Sift the material for lines containing "ConvertColor", and return them.

Material to process ▸
^^^^^^^^^^^^^^^^
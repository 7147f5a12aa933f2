//! Color-space conversion.

use super::Transform;
use crate::error::TransformError;
use crate::frame::{swap_red_blue, Frame, PixelEncoding};

/// Convert a frame to `target` encoding. A frame already in `target` passes
/// through unchanged.
#[derive(Clone, Copy, Debug)]
pub struct ConvertColor {
    pub target: PixelEncoding,
}

impl ConvertColor {
    pub fn new(target: PixelEncoding) -> Self {
        Self { target }
    }

    pub fn to_gray() -> Self {
        Self::new(PixelEncoding::Gray)
    }

    pub fn to_rgb() -> Self {
        Self::new(PixelEncoding::Rgb)
    }

    pub fn to_bgr() -> Self {
        Self::new(PixelEncoding::Bgr)
    }
}

impl Transform for ConvertColor {
    fn name(&self) -> &str {
        match self.target {
            PixelEncoding::Gray => "convert_gray",
            PixelEncoding::Rgb => "convert_rgb",
            PixelEncoding::Bgr => "convert_bgr",
        }
    }

    fn apply(&mut self, frame: Frame) -> Result<Frame, TransformError> {
        Ok(convert(frame, self.target)?)
    }
}

/// Convert `frame` to `target`.
pub fn convert(frame: Frame, target: PixelEncoding) -> Result<Frame, crate::error::FrameError> {
    let source = frame.encoding();
    if source == target {
        return Ok(frame);
    }
    let (w, h) = frame.dimensions();
    match (source, target) {
        (PixelEncoding::Bgr, PixelEncoding::Rgb) | (PixelEncoding::Rgb, PixelEncoding::Bgr) => {
            let mut data = frame.as_bytes().to_vec();
            swap_red_blue(&mut data);
            frame.derive(w, h, target, data)
        }
        (PixelEncoding::Bgr, PixelEncoding::Gray) | (PixelEncoding::Rgb, PixelEncoding::Gray) => {
            let bgr = source == PixelEncoding::Bgr;
            let data = frame
                .as_bytes()
                .chunks_exact(3)
                .map(|px| {
                    let (r, g, b) = if bgr {
                        (px[2], px[1], px[0])
                    } else {
                        (px[0], px[1], px[2])
                    };
                    luminance(r, g, b)
                })
                .collect();
            frame.derive(w, h, target, data)
        }
        (PixelEncoding::Gray, _) => {
            let data = frame.as_bytes().iter().flat_map(|&v| [v, v, v]).collect();
            frame.derive(w, h, target, data)
        }
        _ => Ok(frame),
    }
}

/// ITU-R BT.601 luma, rounded.
pub fn luminance(r: u8, g: u8, b: u8) -> u8 {
    (0.299 * r as f32 + 0.587 * g as f32 + 0.114 * b as f32)
        .round()
        .clamp(0.0, 255.0) as u8
}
^^^^^^^^^^^^^^^^
Solved problem ▸
pub struct ConvertColor {
impl ConvertColor {
impl Transform for ConvertColor {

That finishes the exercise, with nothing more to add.